Brit Brit's Palate Craves Fine Cuisine
Since the Louisiana swamp flower Brit Brit was dressed way too fancy for the Dollar Palace, she strolled into Walmart yesterday to buy Christmas gifts (CHEAP CHEETO BITCH!) and unknowingly pose for an exclusive People of Walmart photo shoot. And afterward, Brit Brit took her bodyguard to lunch at my favorite Michelin star gourmet fine restaurant RED ROBIN! RED ROBIN (reread that in a creepy Danny from The Shining voice).

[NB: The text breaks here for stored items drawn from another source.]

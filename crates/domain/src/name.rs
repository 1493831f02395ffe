use derive_more::{AsRef, Display};

/// Display name of an exercise, template or workout.
///
/// Surrounding whitespace is stripped on construction.
#[derive(AsRef, Debug, Display, Clone, PartialEq, Eq, PartialOrd, Ord)]
pub struct Name(String);

impl Name {
    pub fn new(name: &str) -> Result<Self, NameError> {
        let trimmed_name = name.trim();

        if trimmed_name.is_empty() {
            return Err(NameError::Empty);
        }

        let len = trimmed_name.len();

        if len > 64 {
            return Err(NameError::TooLong(len));
        }

        Ok(Name(trimmed_name.to_string()))
    }

    #[must_use]
    pub fn as_str(&self) -> &str {
        &self.0
    }
}

#[derive(thiserror::Error, Debug, PartialEq)]
pub enum NameError {
    #[error("Name must not be empty")]
    Empty,
    #[error("Name must be 64 characters or fewer ({0} > 64)")]
    TooLong(usize),
}

#[cfg(test)]
mod tests {
    use pretty_assertions::assert_eq;
    use rstest::rstest;

    use super::*;

    #[rstest]
    #[case("Bench Press", Ok(Name("Bench Press".to_string())))]
    #[case("  Push Day  ", Ok(Name("Push Day".to_string())))]
    #[case("   ", Err(NameError::Empty))]
    #[case(
        "AAAAAAAAAAAAAAAAAAAAAAAAAAAAAAAAAAAAAAAAAAAAAAAAAAAAAAAAAAAAAAAAA",
        Err(NameError::TooLong(65))
    )]
    fn test_name_new(#[case] name: &str, #[case] expected: Result<Name, NameError>) {
        assert_eq!(Name::new(name), expected);
    }
}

Where else can you eat a delicious teriyaki burger under a lamp that looks like it belongs in a drag queen madam's bordello. AND THE STRAWBERRY FRECKLED LEMONADE (Or period piss as my nasty ass always calls it). You know Brit Brit spends most of her time at Red Robin trying to suck strawberry chunks through her straw (not a euphemism).


Submitted by Raul Duke on Wed, 12/08/2010 - 11:13am.
Raul bets Brit's cooter sings real purdy! Raul would sing this for Brit. http://www.youtube.com/watch?v=78R4gkpuDAA
Holy shit, that's funny! I just sent that link to my husband. He'll get a kick out of it.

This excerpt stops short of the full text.